Es ist nur ein einziger, ein winziger Moment, in dem die Pariser Philosophielehrerin Nathalie Chazeneux die Fassung verliert, ihr also die Situation entgleitet, aber das sind nur Augenblicke, ehe sie sich wieder fängt. Gerade hat ihr ihr Ehemann nach jahrelanger Partnerschaft erklärt, dass er sie für eine andere verlassen wird.
Alles im Leben von Nathalie war bisher unter Kontrolle - und ist es auch nun wieder. Das makellose Dasein in einer chicen Pariser Wohnung mit Designermöbeln und Kunstzeitschriften auf dem Tisch. Die eigenen Kinder lange aus dem Haus, ein ehemaliger Schüler macht ihr Avancen, die sie platonisch erwidert. Eigentlich war doch alles gut, oder? Und eigentlich ist es noch immer gut.
Isabelle Huppert spielt diese Frauenfigur mit genau dem gleichen Grundsatz, wie sie schon seit 45 Jahren ihre Charaktere anlegt: Mit eiskalter Präzision und auf die Spitze getriebenem Minimalismus, bei dem nicht einmal der Mundwinkel verzogen wird, bringt Huppert das ganze Dilemma dieser Lehrerin auf den Punkt: Sie spielt eine Frau, deren gesamtes Leben, deren Existenz gerade den Bach hinuntergeht und die in diesem unendlichen Sog noch die Bewusstseinskontrolle behält und die Notbremse zieht.

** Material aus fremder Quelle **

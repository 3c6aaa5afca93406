//! Interceptor Chains
//!
//! Composes interceptors around a base handler binding by folding
//! definitions into nested bindings. The composed chain is itself a
//! `HandlerBinding`, indistinguishable from a plain one at the session
//! boundary.
//!
//! Ordering: custom interceptors are applied first and system interceptors
//! last, so the innermost wrapper around the base is custom and the
//! outermost is system. The outermost interceptor therefore observes the
//! before visit first and the after visit last.

use std::sync::Arc;

use tracing::debug;

use crate::error::ConfigError;
use crate::visitor::{HandlerBinding, ResourceConfig, Visitor, SELECTOR_NONE};

/// A visitor that wraps another handler binding
///
/// Implementations hold the wrapped binding and delegate to it from their
/// own callbacks. An interceptor that wants the chain to stay transparent
/// reports the wrapped binding's capability set as its own; selector
/// validation then sees the base visitor's capabilities through any number
/// of wrappers.
pub trait Interceptor: Visitor {
    /// Receive the binding this interceptor wraps
    fn set_binding(&mut self, inner: HandlerBinding);
}

/// Construction-time context handed to the post-construct hook
pub struct Scope<'a> {
    pub config: &'a ResourceConfig,
}

/// Hook invoked once per interceptor, right after construction and wiring
pub trait PostConstruct: Send + Sync {
    fn apply(&self, visitor: &dyn Visitor, scope: &Scope<'_>);
}

/// The default hook: does nothing
pub struct NoopPostConstruct;

impl PostConstruct for NoopPostConstruct {
    fn apply(&self, _visitor: &dyn Visitor, _scope: &Scope<'_>) {}
}

type InterceptorFactory = Box<dyn Fn() -> Result<Box<dyn Interceptor>, String> + Send + Sync>;

/// One registered interceptor: a name, its configuration, and the factory
/// that produces a fresh instance per chain build
pub struct InterceptorDefinition {
    name: String,
    config: ResourceConfig,
    factory: InterceptorFactory,
}

impl InterceptorDefinition {
    pub fn new(
        name: impl Into<String>,
        config: ResourceConfig,
        factory: InterceptorFactory,
    ) -> Self {
        InterceptorDefinition {
            name: name.into(),
            config,
            factory,
        }
    }

    pub fn name(&self) -> &str {
        &self.name
    }

    pub fn config(&self) -> &ResourceConfig {
        &self.config
    }

    fn instantiate(&self) -> Result<Box<dyn Interceptor>, ConfigError> {
        (self.factory)().map_err(|reason| ConfigError::Instantiation {
            name: self.name.clone(),
            reason,
        })
    }
}

impl std::fmt::Debug for InterceptorDefinition {
    fn fmt(&self, f: &mut std::fmt::Formatter<'_>) -> std::fmt::Result {
        f.debug_struct("InterceptorDefinition")
            .field("name", &self.name)
            .field("selector", &self.config.selector)
            .field("system", &self.config.system)
            .finish()
    }
}

/// Builds interceptor chains around base bindings
pub struct InterceptorChainFactory {
    definitions: Vec<InterceptorDefinition>,
    post_construct: Arc<dyn PostConstruct>,
}

impl InterceptorChainFactory {
    pub fn new(post_construct: Arc<dyn PostConstruct>) -> Self {
        InterceptorChainFactory {
            definitions: Vec::new(),
            post_construct,
        }
    }

    pub fn add_definition(&mut self, definition: InterceptorDefinition) {
        self.definitions.push(definition);
    }

    pub fn definitions(&self) -> &[InterceptorDefinition] {
        &self.definitions
    }

    /// Wrap `base` in the registered interceptors
    ///
    /// With no definitions the base binding is returned untouched. Any
    /// instantiation failure aborts the whole chain; a partially wrapped
    /// binding is never returned.
    ///
    /// Each interceptor's binding reuses the base configuration, with the
    /// selector overridden when the definition carries one of its own. The
    /// base namespace map always applies.
    pub fn build_chain(&self, base: HandlerBinding) -> Result<HandlerBinding, ConfigError> {
        if self.definitions.is_empty() {
            return Ok(base);
        }

        let base_config = base.config().clone();
        let mut current = base;

        for definition in self.custom_first_system_last() {
            let mut instance = definition.instantiate()?;
            instance.set_binding(current);

            let config = if definition.config.selector == SELECTOR_NONE {
                base_config.clone()
            } else {
                base_config.with_selector(definition.config.selector.clone())
            };

            let interceptor: Arc<dyn Interceptor> = Arc::from(instance);
            self.post_construct
                .apply(&*interceptor, &Scope { config: &config });

            let visitor: Arc<dyn Visitor> = interceptor;
            current = HandlerBinding::new(visitor, config)?;
        }

        debug!(
            interceptors = self.definitions.len(),
            selector = %base_config.selector,
            "interceptor chain assembled"
        );

        Ok(current)
    }

    /// Application order: custom definitions in registration order, then
    /// system definitions in registration order
    fn custom_first_system_last(&self) -> Vec<&InterceptorDefinition> {
        let (custom, system): (Vec<_>, Vec<_>) = self
            .definitions
            .iter()
            .partition(|definition| !definition.config.system);

        custom.into_iter().chain(system).collect()
    }
}

#[cfg(test)]
mod tests {
    use super::*;
    use std::sync::Mutex;

    use crate::events::drive;
    use crate::session::FilterSet;
    use crate::testutil::{ns_map, order_doc, CaptureVisitor};
    use crate::visitor::{Capabilities, ElementEnd, ElementStart};

    /// Logs its label around delegation; capability-transparent.
    struct LoggingInterceptor {
        label: &'static str,
        log: Arc<Mutex<Vec<String>>>,
        inner: Option<HandlerBinding>,
    }

    impl LoggingInterceptor {
        fn factory(label: &'static str, log: Arc<Mutex<Vec<String>>>) -> InterceptorFactory {
            Box::new(move || {
                Ok(Box::new(LoggingInterceptor {
                    label,
                    log: Arc::clone(&log),
                    inner: None,
                }))
            })
        }
    }

    impl Visitor for LoggingInterceptor {
        fn name(&self) -> &str {
            self.label
        }

        fn capabilities(&self) -> Capabilities {
            self.inner
                .as_ref()
                .map(|inner| inner.visitor().capabilities())
                .unwrap_or(Capabilities::NONE)
        }

        fn before(&self, element: &ElementStart<'_>) {
            self.log
                .lock()
                .unwrap()
                .push(format!("{}:before", self.label));
            if let Some(inner) = &self.inner {
                inner.visitor().before(element);
            }
        }

        fn after(&self, element: &ElementEnd<'_>) {
            if let Some(inner) = &self.inner {
                inner.visitor().after(element);
            }
            self.log
                .lock()
                .unwrap()
                .push(format!("{}:after", self.label));
        }
    }

    impl Interceptor for LoggingInterceptor {
        fn set_binding(&mut self, inner: HandlerBinding) {
            self.inner = Some(inner);
        }
    }

    /// Base visitor that logs to the same shared log as the interceptors.
    struct LoggingBase {
        log: Arc<Mutex<Vec<String>>>,
    }

    impl Visitor for LoggingBase {
        fn name(&self) -> &str {
            "LoggingBase"
        }

        fn capabilities(&self) -> Capabilities {
            Capabilities::BEFORE | Capabilities::AFTER
        }

        fn before(&self, _element: &ElementStart<'_>) {
            self.log.lock().unwrap().push("base:before".to_string());
        }

        fn after(&self, _element: &ElementEnd<'_>) {
            self.log.lock().unwrap().push("base:after".to_string());
        }
    }

    /// Records the visitor name and scope selector of every apply call.
    struct RecordingHook {
        applied: Mutex<Vec<(String, String)>>,
    }

    impl PostConstruct for RecordingHook {
        fn apply(&self, visitor: &dyn Visitor, scope: &Scope<'_>) {
            self.applied
                .lock()
                .unwrap()
                .push((visitor.name().to_string(), scope.config.selector.clone()));
        }
    }

    fn base_binding(log: &Arc<Mutex<Vec<String>>>) -> HandlerBinding {
        HandlerBinding::new(
            Arc::new(LoggingBase {
                log: Arc::clone(log),
            }),
            ResourceConfig::new("item[@code = '8655']", ns_map()),
        )
        .expect("base binding")
    }

    #[test]
    fn test_empty_factory_returns_base_unchanged() {
        let factory = InterceptorChainFactory::new(Arc::new(NoopPostConstruct));
        let visitor = CaptureVisitor::before_after();
        let base = HandlerBinding::new(visitor.clone(), ResourceConfig::new("item", ns_map()))
            .expect("base binding");

        let chain = factory.build_chain(base).expect("chain");

        let expected: Arc<dyn Visitor> = visitor;
        assert!(Arc::ptr_eq(chain.visitor(), &expected));
    }

    #[test]
    fn test_system_interceptor_wraps_outermost() {
        let log = Arc::new(Mutex::new(Vec::new()));
        let mut factory = InterceptorChainFactory::new(Arc::new(NoopPostConstruct));

        // Registered system-first to prove registration order is not
        // application order.
        factory.add_definition(InterceptorDefinition::new(
            "S",
            ResourceConfig::system(SELECTOR_NONE, ns_map()),
            LoggingInterceptor::factory("S", Arc::clone(&log)),
        ));
        factory.add_definition(InterceptorDefinition::new(
            "C",
            ResourceConfig::new(SELECTOR_NONE, ns_map()),
            LoggingInterceptor::factory("C", Arc::clone(&log)),
        ));

        let chain = factory.build_chain(base_binding(&log)).expect("chain");
        let filter = FilterSet::new(vec![chain]);
        let mut session = filter.session();
        drive(&order_doc(), &mut session);

        assert_eq!(
            *log.lock().unwrap(),
            vec![
                "S:before",
                "C:before",
                "base:before",
                "base:after",
                "C:after",
                "S:after"
            ]
        );
    }

    #[test]
    fn test_hook_runs_once_per_interceptor_in_construction_order() {
        let log = Arc::new(Mutex::new(Vec::new()));
        let hook = Arc::new(RecordingHook {
            applied: Mutex::new(Vec::new()),
        });
        let mut factory = InterceptorChainFactory::new(hook.clone());

        factory.add_definition(InterceptorDefinition::new(
            "S",
            ResourceConfig::system(SELECTOR_NONE, ns_map()),
            LoggingInterceptor::factory("S", Arc::clone(&log)),
        ));
        factory.add_definition(InterceptorDefinition::new(
            "C",
            ResourceConfig::new(SELECTOR_NONE, ns_map()),
            LoggingInterceptor::factory("C", Arc::clone(&log)),
        ));

        factory.build_chain(base_binding(&log)).expect("chain");

        let applied = hook.applied.lock().unwrap();
        let names: Vec<_> = applied.iter().map(|(name, _)| name.as_str()).collect();
        assert_eq!(names, vec!["C", "S"]);
    }

    #[test]
    fn test_definition_selector_overrides_scope() {
        let log = Arc::new(Mutex::new(Vec::new()));
        let hook = Arc::new(RecordingHook {
            applied: Mutex::new(Vec::new()),
        });
        let mut factory = InterceptorChainFactory::new(hook.clone());

        factory.add_definition(InterceptorDefinition::new(
            "C",
            ResourceConfig::new("items", ns_map()),
            LoggingInterceptor::factory("C", Arc::clone(&log)),
        ));
        factory.add_definition(InterceptorDefinition::new(
            "S",
            ResourceConfig::system(SELECTOR_NONE, ns_map()),
            LoggingInterceptor::factory("S", Arc::clone(&log)),
        ));

        factory.build_chain(base_binding(&log)).expect("chain");

        let applied = hook.applied.lock().unwrap();
        assert_eq!(applied[0], ("C".to_string(), "items".to_string()));
        // No selector of its own: inherits the base binding's.
        assert_eq!(
            applied[1],
            ("S".to_string(), "item[@code = '8655']".to_string())
        );
    }

    #[test]
    fn test_instantiation_failure_aborts_the_chain() {
        let log = Arc::new(Mutex::new(Vec::new()));
        let mut factory = InterceptorChainFactory::new(Arc::new(NoopPostConstruct));

        factory.add_definition(InterceptorDefinition::new(
            "C",
            ResourceConfig::new(SELECTOR_NONE, ns_map()),
            LoggingInterceptor::factory("C", Arc::clone(&log)),
        ));
        factory.add_definition(InterceptorDefinition::new(
            "Broken",
            ResourceConfig::system(SELECTOR_NONE, ns_map()),
            Box::new(|| Err("missing collaborator".to_string())),
        ));

        let err = factory.build_chain(base_binding(&log)).unwrap_err();
        assert_eq!(
            err.to_string(),
            "Failed to construct interceptor 'Broken': missing collaborator"
        );
    }

    #[test]
    fn test_chain_is_capability_transparent() {
        let log = Arc::new(Mutex::new(Vec::new()));
        let mut factory = InterceptorChainFactory::new(Arc::new(NoopPostConstruct));
        factory.add_definition(InterceptorDefinition::new(
            "C",
            ResourceConfig::new(SELECTOR_NONE, ns_map()),
            LoggingInterceptor::factory("C", Arc::clone(&log)),
        ));

        let chain = factory.build_chain(base_binding(&log)).expect("chain");

        assert_eq!(
            chain.visitor().capabilities(),
            Capabilities::BEFORE | Capabilities::AFTER
        );
    }
}
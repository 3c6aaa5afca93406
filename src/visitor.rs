//! Visitor Bindings
//!
//! The visitor contract (before/after callbacks plus a declared capability
//! set), the resource configuration that targets a visitor at a selector, and
//! the immutable binding pairing the two with a compiled selector path.

use std::ops::BitOr;
use std::sync::Arc;

use crate::error::ConfigError;
use crate::events::{Attribute, QName};
use crate::namespace::NamespaceMap;
use crate::selector::compiler::{compile, TargetHandler};
use crate::selector::SelectorPath;

/// Sentinel selector meaning "not matched by structural path"
///
/// A binding carrying this selector wraps the whole document rather than any
/// element, so no selector path is compiled for it and the matching session
/// never fires it.
pub const SELECTOR_NONE: &str = "none";

/// Profile a resource configuration targets when none is given
pub const DEFAULT_TARGET_PROFILE: &str = "default_profile";

/// Visit-phase capability flags
///
/// Compile-time predicate validation is a set check against these: a text()
/// predicate needs the full element text, which a streaming engine only has
/// at close, so it is legal only for visitors that are after-visit ONLY.
#[derive(Debug, Clone, Copy, PartialEq, Eq, Hash)]
pub struct Capabilities(u8);

impl Capabilities {
    pub const NONE: Capabilities = Capabilities(0);
    /// Fires at element-open, attributes available, text not yet read
    pub const BEFORE: Capabilities = Capabilities(0x01);
    /// Fires at element-close, full element text available
    pub const AFTER: Capabilities = Capabilities(0x02);

    #[inline]
    pub const fn bits(self) -> u8 {
        self.0
    }

    #[inline]
    pub const fn contains(self, other: Capabilities) -> bool {
        self.0 & other.0 == other.0
    }

    /// True when the set is exactly { AFTER }
    #[inline]
    pub const fn is_after_only(self) -> bool {
        self.0 == Self::AFTER.0
    }
}

impl BitOr for Capabilities {
    type Output = Capabilities;

    fn bitor(self, rhs: Capabilities) -> Capabilities {
        Capabilities(self.0 | rhs.0)
    }
}

/// Element view passed to the before callback
#[derive(Debug)]
pub struct ElementStart<'a> {
    pub name: &'a QName,
    pub attributes: &'a [Attribute],
    /// 1-based position among same-named, same-namespace siblings
    pub index: usize,
}

/// Element view passed to the after callback
#[derive(Debug)]
pub struct ElementEnd<'a> {
    pub name: &'a QName,
    pub attributes: &'a [Attribute],
    /// Accumulated direct character content of the element
    pub text: &'a str,
}

/// The unit of behavior invoked when a selector matches
///
/// Implementations are shared read-only across concurrent sessions; any
/// per-document state they keep must be interior and thread-safe.
pub trait Visitor: Send + Sync {
    /// Descriptive name used in binding descriptions and error messages
    fn name(&self) -> &str;

    /// Declared visit-phase capability set
    fn capabilities(&self) -> Capabilities;

    /// Called at element-open when the selector fully matches
    fn before(&self, _element: &ElementStart<'_>) {}

    /// Called at element-close for every match recorded at open
    fn after(&self, _element: &ElementEnd<'_>) {}
}

/// Configuration that selected a visitor
///
/// Built once at configuration time; immutable thereafter.
#[derive(Debug, Clone)]
pub struct ResourceConfig {
    pub target_profile: String,
    pub selector: String,
    pub namespaces: Arc<NamespaceMap>,
    pub selector_namespace: Option<String>,
    /// Engine-supplied rather than caller-registered
    pub system: bool,
    pub param_count: usize,
}

impl ResourceConfig {
    /// Caller-registered configuration for the default profile
    pub fn new(selector: impl Into<String>, namespaces: Arc<NamespaceMap>) -> Self {
        ResourceConfig {
            target_profile: DEFAULT_TARGET_PROFILE.to_string(),
            selector: selector.into(),
            namespaces,
            selector_namespace: None,
            system: false,
            param_count: 0,
        }
    }

    /// Engine-supplied configuration
    pub fn system(selector: impl Into<String>, namespaces: Arc<NamespaceMap>) -> Self {
        ResourceConfig {
            system: true,
            ..ResourceConfig::new(selector, namespaces)
        }
    }

    /// Copy of this configuration with the selector text substituted
    ///
    /// Used by the chain builder: an interceptor inherits the base binding's
    /// configuration, overridden by the interceptor's own selector when the
    /// definition carries one.
    pub fn with_selector(&self, selector: impl Into<String>) -> Self {
        ResourceConfig {
            selector: selector.into(),
            ..self.clone()
        }
    }

    /// Full descriptive binding text quoted by configuration errors
    pub fn describe(&self, resource: &str) -> String {
        format!(
            "Target Profile: [{}], Selector: [{}], Selector Namespace URI: [{}], Resource: [{}], Num Params: [{}]",
            self.target_profile,
            self.selector,
            self.selector_namespace.as_deref().unwrap_or("none"),
            resource,
            self.param_count
        )
    }
}

/// A visitor paired with its configuration and compiled selector path
///
/// Created once at configuration time and shared read-only across all
/// sessions using that configuration. A composed interceptor chain is also a
/// `HandlerBinding`, indistinguishable from a plain one at the session
/// boundary.
#[derive(Clone)]
pub struct HandlerBinding {
    visitor: Arc<dyn Visitor>,
    config: ResourceConfig,
    path: Option<Arc<SelectorPath>>,
}

impl HandlerBinding {
    /// Compile the configuration's selector against the visitor's capability
    /// set and pair the two
    pub fn new(visitor: Arc<dyn Visitor>, config: ResourceConfig) -> Result<Self, ConfigError> {
        let path = if config.selector == SELECTOR_NONE {
            None
        } else {
            let description = config.describe(visitor.name());
            let target = TargetHandler {
                resource: visitor.name(),
                capabilities: visitor.capabilities(),
                binding: &description,
            };
            Some(compile(&config.selector, &config.namespaces, &target)?)
        };

        Ok(HandlerBinding {
            visitor,
            config,
            path,
        })
    }

    pub fn visitor(&self) -> &Arc<dyn Visitor> {
        &self.visitor
    }

    pub fn config(&self) -> &ResourceConfig {
        &self.config
    }

    /// Compiled selector path; `None` for the `SELECTOR_NONE` sentinel
    pub fn selector_path(&self) -> Option<&Arc<SelectorPath>> {
        self.path.as_ref()
    }
}

impl std::fmt::Debug for HandlerBinding {
    fn fmt(&self, f: &mut std::fmt::Formatter<'_>) -> std::fmt::Result {
        f.debug_struct("HandlerBinding")
            .field("visitor", &self.visitor.name())
            .field("selector", &self.config.selector)
            .finish()
    }
}
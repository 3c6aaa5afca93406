//! Parallel Filtering
//!
//! Runs one matching session per document across a rayon worker pool. The
//! shared `FilterSet` is read-only; every document gets its own session, so
//! no locking is involved.

use rayon::prelude::*;

use crate::events::{drive, StreamEvent};
use crate::session::{FilterSet, SessionStats};

/// Filter a batch of recorded documents, one session each
///
/// Stats come back in input order regardless of which worker ran which
/// document.
pub fn filter_documents(filter: &FilterSet, documents: &[Vec<StreamEvent>]) -> Vec<SessionStats> {
    documents
        .par_iter()
        .map(|document| {
            let mut session = filter.session();
            drive(document, &mut session);
            session.stats()
        })
        .collect()
}
//! Stream Event Types
//!
//! Defines the events delivered by the external document producer and the
//! push-driven handler contract the matching session implements.

use std::fmt;

/// A namespace-qualified element or attribute name.
///
/// The producer is expected to have resolved namespace declarations already;
/// events carry resolved URIs, never prefixes.
#[derive(Debug, Clone, PartialEq, Eq, Hash)]
pub struct QName {
    pub local: String,
    pub namespace: Option<String>,
}

impl QName {
    /// Create a name with no namespace
    pub fn local(local: impl Into<String>) -> Self {
        QName {
            local: local.into(),
            namespace: None,
        }
    }

    /// Create a name bound to a namespace URI
    pub fn in_ns(local: impl Into<String>, uri: impl Into<String>) -> Self {
        QName {
            local: local.into(),
            namespace: Some(uri.into()),
        }
    }
}

impl fmt::Display for QName {
    fn fmt(&self, f: &mut fmt::Formatter<'_>) -> fmt::Result {
        match &self.namespace {
            Some(uri) => write!(f, "{{{}}}{}", uri, self.local),
            None => f.write_str(&self.local),
        }
    }
}

/// One attribute on an open-element event
#[derive(Debug, Clone, PartialEq)]
pub struct Attribute {
    pub name: QName,
    pub value: String,
}

impl Attribute {
    pub fn new(name: QName, value: impl Into<String>) -> Self {
        Attribute {
            name,
            value: value.into(),
        }
    }
}

/// A document stream event
///
/// Open/close events arrive with balanced nesting; anything else is the
/// producer's bug, not the matcher's.
#[derive(Debug, Clone, PartialEq)]
pub enum StreamEvent {
    /// Start of an element, attributes available immediately
    StartElement {
        name: QName,
        attributes: Vec<Attribute>,
    },

    /// Character content of the currently open element
    Text(String),

    /// End of an element
    EndElement { name: QName },
}

impl StreamEvent {
    /// Open an element with no attributes
    pub fn start(name: QName) -> Self {
        StreamEvent::StartElement {
            name,
            attributes: Vec::new(),
        }
    }

    /// Open an element carrying attributes
    pub fn start_with(name: QName, attributes: Vec<Attribute>) -> Self {
        StreamEvent::StartElement { name, attributes }
    }

    /// Character content
    pub fn text(text: impl Into<String>) -> Self {
        StreamEvent::Text(text.into())
    }

    /// Close an element
    pub fn end(name: QName) -> Self {
        StreamEvent::EndElement { name }
    }

    /// Check if this is a start element event
    #[inline]
    pub fn is_start_element(&self) -> bool {
        matches!(self, StreamEvent::StartElement { .. })
    }

    /// Check if this is an end element event
    #[inline]
    pub fn is_end_element(&self) -> bool {
        matches!(self, StreamEvent::EndElement { .. })
    }

    /// Get the element name if this is a start or end element
    pub fn element_name(&self) -> Option<&QName> {
        match self {
            StreamEvent::StartElement { name, .. } => Some(name),
            StreamEvent::EndElement { name } => Some(name),
            _ => None,
        }
    }
}

/// Handler driven by the event producer
///
/// Delivery is synchronous and push-driven; no call suspends or blocks.
pub trait StreamHandler {
    fn start_element(&mut self, name: &QName, attributes: &[Attribute]);
    fn text(&mut self, text: &str);
    fn end_element(&mut self, name: &QName);
}

/// Push a recorded event sequence through a handler
pub fn drive<H: StreamHandler + ?Sized>(events: &[StreamEvent], handler: &mut H) {
    for event in events {
        match event {
            StreamEvent::StartElement { name, attributes } => {
                handler.start_element(name, attributes)
            }
            StreamEvent::Text(text) => handler.text(text),
            StreamEvent::EndElement { name } => handler.end_element(name),
        }
    }
}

"Alles was kommt" von Mia Hansen-Løve hat viele Momente, in denen eigentlich Verzweiflung liegen müsste, aber stattdessen serviert Huppert die Bandbreite von "Business as usual" bis zum Gefühlszustand "Teflon-Pfanne".
Nathalie hat in ihrer scheinbar ausweglosen Situation aber mit weiteren Unwegsamkeiten zu kämpfen: Ihre Mutter raubt ihr mit ihrer Lebensfremdheit den letzten Nerv, ihr Mann will ihre geliebten Philosophie-Bände mit in die neue Wohnung nehmen und ihr Verlag denkt darüber nach, Nathalies Bücher in geschmacklose Umschläge zu stecken oder gleich ganz aus dem Programm zu nehmen. All das erträgt Nathalie mit seltsam aufmerksamer Ruhe; niemals sieht oder hört man, wie es ihr wirklich geht. Huppert versperrt die Tür zum Innenleben ihrer Figur und hat den Schlüssel in die Seine geworfen. Nathalie tut einfach so, als ginge sie ihr Leben gar nichts mehr an.
Minimalismus dominiert
Auf diese Weise ist auch Mia Hansen-Løves Regie angelegt: Sie begleitet ihre Hauptfigur wie zufällig und unaufgeregt, ebenso minimalistisch und scheinbar desinteressiert; als wolle sie der Negierung eines Ist-Zustandes zusätzlich Bedeutungslosigkeit zuschreiben.
Später, als Nathalie in die Berge reist, um dort einen ihrer ehemaligen Schüler zu besuchen, wird ihr, der bourgeoisen Denkerin, klar, wie wenig sie doch tatsächlich von diesem Lebensereignis des Verlassenwerdens aus der Bahn geworfen wurde: Es ist, als hätte sie ihr ganzes Leben lang ohnehin nur für ihre Bestimmung gelebt, für das Lehren. Es ist, als hätte es alles andere gar nicht gebraucht. Das klingt nach einer sentimentalen Wendung. Doch Isabelle Huppert sagt das nicht. Sie zeigt es auch nicht. Sie hat nicht nötig, das zu spielen. Es ist da, dieses Gefühl, in ihren Augen.